Pode a Justiça “tocar” no seu salário, a fonte do seu sustento e de sua família? Para a maioria das dívidas, a resposta é não, ou pelo menos, não com facilidade. O salário é protegido por uma regra de impenhorabilidade, por ser considerado verba de natureza alimentar. Mas é justamente essa natureza que o torna vulnerável quando a dívida também é alimentar. A penhora de parte do salário para pagar pensão é uma das ferramentas mais diretas e eficazes do sistema de cobrança. Mas como ela funciona? Qual o limite do desconto? Quem é o responsável por fazê-lo? Este artigo detalha o procedimento, os limites e os direitos envolvidos na penhora de salário por dívida de alimentos.
A Quebra do Tabu: Quando um “Alimento” Paga Outro “Alimento”
O conceito fundamental para entender essa medida é a colisão de dois direitos de mesma natureza. De um lado, o salário do devedor, que tem natureza alimentar, pois serve para o seu sustento. Do outro, a pensão alimentícia, que também tem natureza alimentar, pois serve para o sustento do filho. Diante desse conflito, a lei e a justiça priorizam o direito da criança ou do adolescente, considerado mais vulnerável. O artigo 833, § 2º, do Código de Processo Civil é a chave legal que resolve esse impasse, estabelecendo expressamente que a regra da impenhorabilidade do salário não vale quando a cobrança é para pagar prestação alimentícia, independentemente da sua origem.
O Limite do Desconto: Até Onde a Justiça Pode Ir?
A lei permite a penhora, mas também estabelece um teto para não inviabilizar por completo a subsistência do próprio devedor. O artigo 529, § 3º, do CPC, é o dispositivo que fixa este limite, determinando que o valor total do desconto (somando a parcela do mês e eventuais parcelas da dívida antiga) não pode ultrapassar 50% dos ganhos líquidos do devedor.
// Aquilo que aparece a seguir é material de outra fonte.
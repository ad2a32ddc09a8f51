use crate::{PaymentStatus, Subscription, SubscriptionPlan};

use chrono::{TimeDelta, TimeZone, Utc};

fn subscription(is_active: bool, payment_status: PaymentStatus) -> Subscription {
    let start = Utc.with_ymd_and_hms(2024, 3, 1, 0, 0, 0).unwrap();
    Subscription {
        id: "s1".into(),
        vendor_id: "v1".into(),
        plan: SubscriptionPlan::Weekly,
        start_date: start,
        end_date: start + SubscriptionPlan::Weekly.duration(),
        max_products: 10,
        price: 2500.0,
        is_active,
        payment_status,
    }
}

#[test]
fn test_plan_durations() {
    assert_eq!(SubscriptionPlan::Daily.duration(), TimeDelta::days(1));
    assert_eq!(SubscriptionPlan::Weekly.duration(), TimeDelta::days(7));
    assert_eq!(SubscriptionPlan::Monthly.duration(), TimeDelta::days(30));
}

#[test]
fn test_subscription_current_inside_window() {
    let sub = subscription(true, PaymentStatus::Completed);
    assert!(sub.is_current(sub.start_date));
    assert!(sub.is_current(sub.start_date + TimeDelta::days(3)));
    assert!(!sub.is_current(sub.end_date));
    assert!(!sub.is_current(sub.start_date - TimeDelta::seconds(1)));
}

#[test]
fn test_subscription_not_current_when_unpaid_or_inactive() {
    let unpaid = subscription(true, PaymentStatus::Pending);
    assert!(!unpaid.is_current(unpaid.start_date));

    let inactive = subscription(false, PaymentStatus::Completed);
    assert!(!inactive.is_current(inactive.start_date));
}

#[test]
fn test_subscription_product_quota() {
    let sub = subscription(true, PaymentStatus::Completed);
    assert!(sub.allows_another_product(9));
    assert!(!sub.allows_another_product(10));
}

#[test]
fn test_subscription_type_key_on_wire() {
    let json = serde_json::to_value(subscription(true, PaymentStatus::Failed)).unwrap();
    assert_eq!(json["type"], "weekly");
    assert_eq!(json["paymentStatus"], "failed");
}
É fundamental entender o que são “ganhos líquidos”: trata-se do salário bruto (o valor total registrado em carteira) menos os descontos obrigatórios por lei, que são a contribuição previdenciária (INSS) e o Imposto de Renda Retido na Fonte (IRRF). Outros descontos, como vale-refeição, plano de saúde ou empréstimos consignados, não entram nessa conta para definir a base de cálculo dos 50%.
O Procedimento na Prática: O Ofício Direto ao Empregador
A penhora não acontece de surpresa na sua conta. Ela é um procedimento formal. O advogado do credor, ao identificar que o devedor possui um emprego formal, peticiona ao juiz pedindo o desconto em folha. O juiz, ao deferir o pedido, não envia uma ordem para o devedor, mas sim expede um ofício judicial diretamente para a empresa empregadora. Este documento ordena que o departamento de Recursos Humanos (RH) ou o setor financeiro da empresa passe a realizar o desconto do percentual determinado diretamente do contracheque do funcionário e deposite o valor na conta bancária indicada no ofício (geralmente, a conta da mãe ou do pai guardião). O cumprimento desta ordem não é uma escolha para a empresa; é uma obrigação legal. O descumprimento pode configurar crime de desobediência.
Diferença Crucial: Desconto em Folha vs. Penhora de Saldo em Conta
É importante não confundir duas medidas parecidas. O “desconto em folha” é a modalidade ideal para o pagamento das parcelas futuras da pensão. Ele é preventivo e garante que não haverá novos atrasos. Já a “penhora de salário” (ou penhora de vencimentos) é o ato de bloquear parte do dinheiro que já caiu na conta bancária do devedor, sendo usada para quitar a dívida passada. O que acontece com frequência é o juiz determinar ambas as medidas simultaneamente: um desconto mensal de, por exemplo, 20% do salário líquido para pagar a pensão do mês corrente, e mais uma penhora de 20% do salário líquido para abater a dívida antiga, até que seja quitada, sempre respeitando o teto global de 50%.
A penhora de salário é, portanto, uma das engrenagens mais eficientes e diretas do sistema de cobrança de alimentos. Ela alcança o devedor na fonte de sua renda, garantindo que o direito do filho seja priorizado antes de qualquer outra despesa. Para o empregado, é um desconto inevitável. Para o credor, é a maior certeza de recebimento. E para a empresa, é uma ordem judicial que demonstra a seriedade e a força da obrigação alimentar no Brasil.